WORK ITEM: All lines holding the word "UnknownComponent" should be located in the records and copied.

RECORDS PROVIDED:
//! Recipe collection with favorites and recommendations.
//!
//! All state lives in a [`RecipeStore`] value that callers own and pass
//! around. Mutations consume the current snapshot and return the next one;
//! the visible list is always recomputed with [`filter`] instead of being
//! stored next to the recipes.

mod store;

use std::fs;
use std::path::Path;

use serde::{Deserialize, Serialize};
use thiserror::Error;

pub use store::{filter, RecipeStore};

pub type RecipeId = u64;

#[derive(Debug, Clone, PartialEq, Eq, Serialize, Deserialize)]
pub struct Recipe {
    pub id: RecipeId,
    pub title: String,
    pub description: String,
    #[serde(default)]
    pub ingredients: Vec<String>,
    #[serde(default)]
    pub instructions: String,
}

impl Recipe {
    pub fn new(id: RecipeId, title: impl Into<String>, description: impl Into<String>) -> Self {
        Self {
            id,
            title: title.into(),
            description: description.into(),
            ingredients: Vec::new(),
            instructions: String::new(),
        }
    }
}

#[derive(Error, Debug)]
pub enum RecipeError {
    #[error("Failed to read {path}: {source}")]
    Io {
        path: String,
        source: std::io::Error,
    },

    #[error("Invalid recipe file {path}: {source}")]
    Parse {
        path: String,
        source: serde_json::Error,
    },
}

/// Reads a JSON array of recipes.
pub fn load_recipes(path: &Path) -> Result<Vec<Recipe>, RecipeError> {
    let raw = fs::read_to_string(path).map_err(|source| RecipeError::Io {
        path: path.display().to_string(),
        source,
    })?;

    serde_json::from_str(&raw).map_err(|source| RecipeError::Parse {
        path: path.display().to_string(),
        source,
    })
}
//! Remedy Engine - runtime half of the remediation orchestrator
//!
//! Runs the monitoring and healing loops on tokio:
//! - Samples component metrics on a fixed cadence
//! - Turns Critical/Failed components into classified faults
//! - Admits faults by severity under a concurrency limit
//! - Retries, times out, escalates and cancels remediation attempts
//! - Records every attempt in the hash-chained audit log
//!
//! # Example
//!
//! ```rust,no_run
//! use remedy_core::{Component, EngineConfig, Fault, FaultKind, Severity};
//! use remedy_engine::RemediationEngine;
//!
//! # async fn example() -> Result<(), Box<dyn std::error::Error>> {
//! let config = EngineConfig::new()
//!     .with_max_concurrent(2)
//!     .with_component(Component::new("api", "API gateway"));
//! let engine = RemediationEngine::builder(config).build()?;
//!
//! engine.start()?;
//! engine.report_fault(Fault::new("api", FaultKind::ConfigurationError, Severity::Critical))?;
//! engine.wait_idle().await;
//! engine.stop().await;
//!
//! println!("{} actions recorded", engine.audit_log().len());
//! # Ok(())
//! # }
//! ```

#![warn(unreachable_pub)]

pub mod backlog;
pub mod collaborators;
pub mod engine;
pub mod error;
pub mod health;
pub mod monitor;
pub mod scheduler;

pub use backlog::Backlog;
pub use collaborators::{
    ExecutionReport, ExecutionRequest, ExecutorRegistry, MetricsSource, NotificationSink,
    NotifyExecutor, StrategyExecutor, TracingSink,
};
pub use engine::{RemediationEngine, RemediationEngineBuilder, MANUAL_HEAL_DESCRIPTION};
pub use error::{EngineError, ExecutorError, SchedulerError, SourceError};
pub use health::HealthBoard;
pub use monitor::HealthMonitor;
pub use scheduler::{Dispatch, RemediationScheduler, SchedulerStats};

// Re-exported so collaborators can be written against this crate alone
pub use async_trait::async_trait;
pub use tokio_util::sync::CancellationToken;

/// Prelude module for common imports
pub mod prelude {
    //! Common imports for embedding the engine
    pub use crate::{
        async_trait, CancellationToken, EngineError, ExecutionReport, ExecutionRequest,
        ExecutorError, ExecutorRegistry, MetricsSource, NotificationSink, RemediationEngine,
        SourceError, StrategyExecutor,
    };
    pub use remedy_core::prelude::*;
}

/// Version of this crate
pub const VERSION: &str = env!("CARGO_PKG_VERSION");
//! Monitor loop, health queries, manual heals and the audit trail

use pretty_assertions::assert_eq;
use remedy_core::{
    ActionOutcome, AuditLog, AuditQuery, Component, ComponentHealth, ComponentId, FaultKind,
    FaultState, RecoveryStrategy, Severity,
};
use remedy_engine::{EngineError, RemediationEngine};
use remedy_test_utils::{
    fast_config, fault, metrics, shared, wait_until, ScriptedExecutor, ScriptedMetricsSource,
};
use std::time::Duration;

const WAIT: Duration = Duration::from_secs(5);

#[tokio::test]
async fn system_health_is_worst_component() {
    let source = shared(ScriptedMetricsSource::new());
    source.set("memory", metrics(&[("memory_usage", 80.0)]));
    source.set("disk", metrics(&[("disk_usage", 93.0)]));
    source.set("network", metrics(&[("packet_loss", 0.1)]));

    let engine = RemediationEngine::builder(fast_config(&["memory", "disk", "network"]))
        .metrics_source(source.clone())
        .build()
        .unwrap();

    let submitted = engine.run_monitor_pass().await;

    let health = engine.get_health();
    assert_eq!(health[&ComponentId::new("memory")], ComponentHealth::Degraded);
    assert_eq!(health[&ComponentId::new("disk")], ComponentHealth::Critical);
    assert_eq!(health[&ComponentId::new("network")], ComponentHealth::Healthy);
    assert_eq!(engine.get_system_health(), ComponentHealth::Critical);

    assert_eq!(submitted.len(), 1);
    assert_eq!(engine.fault_state(submitted[0]), Some(FaultState::Queued));
}

#[tokio::test]
async fn sampling_failure_marks_component_failed() {
    let source = shared(ScriptedMetricsSource::new());
    source.fail("db", "connection refused");
    source.set("api", metrics(&[("cpu_usage", 10.0)]));

    let engine = RemediationEngine::builder(fast_config(&["db", "api"]))
        .metrics_source(source.clone())
        .build()
        .unwrap();

    let submitted = engine.run_monitor_pass().await;

    assert_eq!(engine.get_health()[&ComponentId::new("db")], ComponentHealth::Failed);
    assert_eq!(engine.get_health()[&ComponentId::new("api")], ComponentHealth::Healthy);
    assert_eq!(engine.get_system_health(), ComponentHealth::Failed);
    assert_eq!(submitted.len(), 1);
}

#[tokio::test]
async fn monitor_loop_detects_and_remediates() {
    let source = shared(ScriptedMetricsSource::new());
    source.set("api", metrics(&[("cpu_usage", 99.0)]));
    let executor = shared(
        ScriptedExecutor::succeeding().with_delay(Duration::from_millis(200)),
    );

    let engine = RemediationEngine::builder(fast_config(&["api"]))
        .metrics_source(source.clone())
        .executor(RecoveryStrategy::ScaleUp, executor.clone())
        .build()
        .unwrap();
    engine.start().unwrap();

    let api = ComponentId::new("api");
    wait_until(WAIT, || executor.call_count() == 1).await;
    assert_eq!(engine.component_health(&api), Some(ComponentHealth::Recovering));
    assert_eq!(engine.get_system_health(), ComponentHealth::Failed);

    // Several ticks pass while the fault is in flight; none adds a fault.
    tokio::time::sleep(Duration::from_millis(100)).await;
    assert_eq!(engine.scheduler_stats().submitted, 1);

    source.set("api", metrics(&[("cpu_usage", 20.0)]));
    wait_until(WAIT, || !engine.get_history(&AuditQuery::all()).is_empty()).await;
    engine.stop().await;

    let history = engine.get_history(&AuditQuery::all().component("api"));
    assert_eq!(history[0].strategy, RecoveryStrategy::ScaleUp);
    assert_eq!(history[0].outcome, ActionOutcome::Success);
    assert!(history[0].metadata["side_effect"].contains("scale_up"));
    assert!(source.calls() > 1);
}

#[tokio::test]
async fn heal_component_requires_registration() {
    let engine = RemediationEngine::builder(fast_config(&["api"]))
        .build()
        .unwrap();

    let err = engine.heal_component(&"ghost".into()).unwrap_err();
    assert!(matches!(err, EngineError::UnknownComponent(ref id) if id.as_str() == "ghost"));
    assert!(err.is_configuration());
    assert_eq!(engine.scheduler_stats().submitted, 0);

    let err = engine
        .report_fault(fault("ghost", Severity::Critical))
        .unwrap_err();
    assert!(matches!(err, EngineError::UnknownComponent(_)));
}

#[tokio::test]
async fn manual_heal_restarts_component() {
    let restart = shared(ScriptedExecutor::succeeding());
    let engine = RemediationEngine::builder(fast_config(&["api"]))
        .executor(RecoveryStrategy::Restart, restart.clone())
        .build()
        .unwrap();
    engine.start().unwrap();

    let id = engine.heal_component(&"api".into()).unwrap();
    engine.wait_idle().await;
    engine.stop().await;

    let calls = restart.calls();
    assert_eq!(calls.len(), 1);
    assert_eq!(calls[0].fault, id);
    assert_eq!(calls[0].strategy, RecoveryStrategy::Restart);

    let history = engine.get_history(&AuditQuery::all().fault(id));
    assert_eq!(history.len(), 1);
    assert_eq!(history[0].outcome, ActionOutcome::Success);
}

#[tokio::test]
async fn components_can_be_registered_and_removed() {
    let engine = RemediationEngine::builder(fast_config(&[]))
        .build()
        .unwrap();

    engine
        .register_component(Component::new("cache", "Redis cache"))
        .unwrap();
    assert!(matches!(
        engine.register_component(Component::new("cache", "again")),
        Err(EngineError::DuplicateComponent(_))
    ));
    assert_eq!(
        engine.component_health(&"cache".into()),
        Some(ComponentHealth::Healthy)
    );

    engine.deregister_component(&"cache".into()).unwrap();
    assert!(engine.get_health().is_empty());
    assert!(matches!(
        engine.deregister_component(&"cache".into()),
        Err(EngineError::UnknownComponent(_))
    ));
}

#[tokio::test]
async fn exported_audit_trail_reimports_identically() {
    let engine = RemediationEngine::builder(fast_config(&["api", "db"]))
        .executor(
            RecoveryStrategy::ScaleUp,
            shared(ScriptedExecutor::new([remedy_test_utils::Scripted::Fail])),
        )
        .build()
        .unwrap();
    engine.start().unwrap();
    engine.report_fault(fault("api", Severity::Critical)).unwrap();
    engine
        .report_fault(remedy_test_utils::fault_of(
            "db",
            FaultKind::ConfigurationError,
            Severity::Failed,
        ))
        .unwrap();
    engine.wait_idle().await;
    engine.stop().await;

    let exported = engine.export_audit().unwrap();
    let imported = AuditLog::import(&exported).unwrap();

    assert_eq!(imported.actions(), engine.get_history(&AuditQuery::all()));
    assert_eq!(imported.head_digest(), engine.audit_log().head_digest());
    assert!(imported.verify_integrity().is_ok());

    let restored = RemediationEngine::builder(fast_config(&["api"]))
        .audit_log(shared(imported))
        .build()
        .unwrap();
    assert_eq!(
        restored.get_history(&AuditQuery::all().component("api")).len(),
        engine.get_history(&AuditQuery::all().component("api")).len()
    );
}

ANSWER TO THE PROBLEM:
    assert!(matches!(err, EngineError::UnknownComponent(ref id) if id.as_str() == "ghost"));
    assert!(matches!(err, EngineError::UnknownComponent(_)));
        Err(EngineError::UnknownComponent(_))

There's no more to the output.